Podrías haber abierto la ventana para que su espíritu
saliera libre por ella. Y habrías encendido una vela.
–Aunque sea, por favor, una llama pequeña aquí –
podrías haber dicho en un susurro.
Poco antes de que muriera, ella te preguntó cuándo ibas
a dejar de fumar y tú fuiste a buscar un cigarro para
enseñárselo y fumártelo luego, en el balcón, como una afrenta.

Decir la manera del pánico, la voz del terror. Acude al grito,
alcánzalo en la boca para darlo a entender. Ahora mismo
estás gritando. Lo haces con tal fuerza que la vena yugular
sobresale en tu cuello.

Es el dolor. La mirada puesta sobre los árboles busca el sentido.
Crees que es preciso dar con el sentido, es decir, crees
que hay asuntos que significan. Por ejemplo: hay un retrato
pintado con óleo en el que tienes una estrella sobre la
frente.

El esfuerzo no será en vano.

Cuando el desdoblamiento sucedió la primera vez,
no hubo voces. Nunca ha habido voces, solo pensamientos
sumados de manera veloz, uno casi encima del otro.
Tampoco tiene fauces; el horror es insoportable porque carece de boca.
Abres las palmas de las manos; allí están las manchas
diminutas y rojizas. La sangre acumulada. Hubo una vez
una mujer que te dijo: esas manchas son el signo de una
enfermedad mortal.

La cirugía fue larga. Dicen los médicos que ella está bien.
Tu madre se rapó. Se ve más alemana que antes.
Los médicos comentan que quitaron la mayor parte del tumor.
La mayor parte. No alcanzaron el resto.
Estuviste con ella en el hospital muchas veces.
–Es un caso que debe documentarse –dijo un especialista–
la señora soporta las quimioterapias de manera inusual.

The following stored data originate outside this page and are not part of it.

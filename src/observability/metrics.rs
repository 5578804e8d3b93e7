//! Metrics collection and exposition.
//!
//! # Responsibilities
//! - Define BFF metrics (requests, latency, RPC outcomes, identity lookups)
//! - Expose Prometheus-compatible metrics endpoint
//!
//! # Metrics
//! - `bff_requests_total` (counter): requests by method, status, route
//! - `bff_request_duration_seconds` (histogram): latency by route
//! - `bff_rpc_calls_total` (counter): upstream calls by rpc, gRPC code
//! - `bff_identity_lookups_total` (counter): identity resolution outcome
//!
//! # Design Decisions
//! - Recording is a no-op until a recorder is installed
//! - Labels stay low-cardinality (rule names, not raw paths)

use std::net::SocketAddr;
use std::time::Instant;

use metrics_exporter_prometheus::PrometheusBuilder;

/// Install the Prometheus recorder and its scrape endpoint.
pub fn init_metrics(addr: SocketAddr) {
    match PrometheusBuilder::new().with_http_listener(addr).install() {
        Ok(()) => tracing::info!(address = %addr, "Metrics endpoint listening"),
        Err(e) => {
            tracing::error!(address = %addr, error = %e, "Failed to install metrics exporter")
        }
    }
}

/// Record a completed HTTP request.
pub fn record_request(method: &str, status: u16, route: &str, start: Instant) {
    ::metrics::counter!(
        "bff_requests_total",
        "method" => method.to_string(),
        "status" => status.to_string(),
        "route" => route.to_string()
    )
    .increment(1);

    ::metrics::histogram!("bff_request_duration_seconds", "route" => route.to_string())
        .record(start.elapsed().as_secs_f64());
}

/// Record the outcome of an upstream RPC.
pub fn record_rpc(rpc: &'static str, code: &'static str) {
    ::metrics::counter!("bff_rpc_calls_total", "rpc" => rpc, "code" => code).increment(1);
}

/// Record the outcome of an identity lookup.
pub fn record_identity_lookup(outcome: &'static str) {
    ::metrics::counter!("bff_identity_lookups_total", "outcome" => outcome).increment(1);
}
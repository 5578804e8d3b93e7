//! Unary RPC invocation.
//!
//! Wraps every upstream call with the per-request metadata, a log line and
//! an outcome counter. Failures are returned untouched for translation.

use std::future::Future;
use std::time::Instant;

use tonic::metadata::MetadataMap;
use tonic::{Code, Request, Response, Status};

use crate::observability::metrics;
use crate::rpc::status::code_name;

/// Invoke `call` with `message` and optional metadata.
///
/// `rpc` is the fully-qualified method name, used for logs and metrics only.
pub async fn invoke<Req, Resp, F, Fut>(
    rpc: &'static str,
    message: Req,
    metadata: Option<MetadataMap>,
    call: F,
) -> Result<Resp, Status>
where
    F: FnOnce(Request<Req>) -> Fut,
    Fut: Future<Output = Result<Response<Resp>, Status>>,
{
    let mut request = Request::new(message);
    if let Some(metadata) = metadata {
        *request.metadata_mut() = metadata;
    }

    let start = Instant::now();
    let result = call(request).await;
    let elapsed_ms = start.elapsed().as_millis() as u64;

    match &result {
        Ok(_) => {
            tracing::debug!(rpc = rpc, elapsed_ms, "RPC succeeded");
            metrics::record_rpc(rpc, code_name(Code::Ok));
        }
        Err(status) => {
            tracing::warn!(
                rpc = rpc,
                elapsed_ms,
                code = code_name(status.code()),
                message = %status.message(),
                "RPC failed"
            );
            metrics::record_rpc(rpc, code_name(status.code()));
        }
    }

    result.map(Response::into_inner)
}

#[cfg(test)]
mod tests {
    use super::*;

    #[tokio::test]
    async fn test_metadata_is_attached() {
        let mut metadata = MetadataMap::new();
        metadata.insert("uid", "u1".parse().unwrap());

        let echo = |request: Request<u32>| async move {
            let uid = request
                .metadata()
                .get("uid")
                .and_then(|v| v.to_str().ok())
                .map(str::to_string);
            Ok(Response::new((request.into_inner(), uid)))
        };
        let seen = invoke("/test.Svc/Echo", 7u32, Some(metadata), echo).await.unwrap();

        assert_eq!(seen, (7, Some("u1".to_string())));
    }

    #[tokio::test]
    async fn test_without_metadata() {
        let empty = invoke("/test.Svc/Echo", (), None, |request: Request<()>| async move {
            Ok(Response::new(request.metadata().is_empty()))
        })
        .await
        .unwrap();
        assert!(empty);
    }

    #[tokio::test]
    async fn test_status_is_passed_through() {
        let err = invoke("/test.Svc/Fail", (), None, |_: Request<()>| async {
            Err::<Response<()>, _>(Status::already_exists("Username already exists"))
        })
        .await
        .unwrap_err();

        assert_eq!(err.code(), Code::AlreadyExists);
        assert_eq!(err.message(), "Username already exists");
    }
}
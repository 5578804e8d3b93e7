//! Shutdown coordination for the BFF.

use tokio::sync::broadcast;

/// Coordinator for graceful shutdown.
///
/// Provides a broadcast channel that all long-running tasks can subscribe to.
pub struct Shutdown {
    tx: broadcast::Sender<()>,
}

impl Shutdown {
    pub fn new() -> Self {
        let (tx, _) = broadcast::channel(1);
        Self { tx }
    }

    /// Subscribe to the shutdown signal.
    pub fn subscribe(&self) -> broadcast::Receiver<()> {
        self.tx.subscribe()
    }

    /// Trigger the shutdown signal.
    pub fn trigger(&self) {
        let _ = self.tx.send(());
    }

    /// Number of subscribers still listening.
    pub fn receiver_count(&self) -> usize {
        self.tx.receiver_count()
    }
}

impl Default for Shutdown {
    fn default() -> Self {
        Self::new()
    }
}

#[cfg(test)]
mod tests {
    use super::*;

    #[tokio::test]
    async fn test_trigger_reaches_every_subscriber() {
        let shutdown = Shutdown::new();
        let mut a = shutdown.subscribe();
        let mut b = shutdown.subscribe();
        assert_eq!(shutdown.receiver_count(), 2);

        shutdown.trigger();
        assert!(a.recv().await.is_ok());
        assert!(b.recv().await.is_ok());
    }

    #[test]
    fn test_trigger_without_subscribers_is_harmless() {
        Shutdown::default().trigger();
    }
}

(Se fueron. Ellos estuvieron durante muchas noches y días
detrás de ti, mientras tu madre estaba enferma. Vigilaban
tus acciones, el ir y venir al trabajo, la correspondencia, las
llamadas telefónicas, tu escritura, la manera en la que te in-
clinas cuando vas caminando por la calle. Ellos vieron eso.
Lo que no sabes es para qué).

La luz de la tarde de este lunes es suave. Quieres decir:
hay nubes a lo largo del cielo que alcanzas a ver.
Las personas que has encontrado, durante el trayecto al sitio de taxis,
muestran la resignación propia de cualquiera que vive un
lunes. Trabajan, tienen buenos modales, no esperan nada
del día excepto su transcurso. Que las cosas vayan en paz,
que sea un día más o menos generoso para la mayoría, para
los clientes, también para las mujeres que salen de sus casas.
Un amigo te dijo que cualquier persona estaba loca; hay
algo desajustado en la mente de todos, “quizá en tu caso sea
más visible”, añadió. Los ojos demasiado grandes, la manera
que tienes de hablar –a veces se te quiebra la voz y no sabes
por qué–. Respecto de lo visible, entonces, puedes argumentar
que lo invisible es aún más interesante. Por ejemplo, di:
imaginen lo que guardo dentro del cerebro, fabulemos: ayer
y antes de ayer tuve buenos sueños. En uno de ellos decía
mi nombre. Me llamaba como me llamo en el sueño.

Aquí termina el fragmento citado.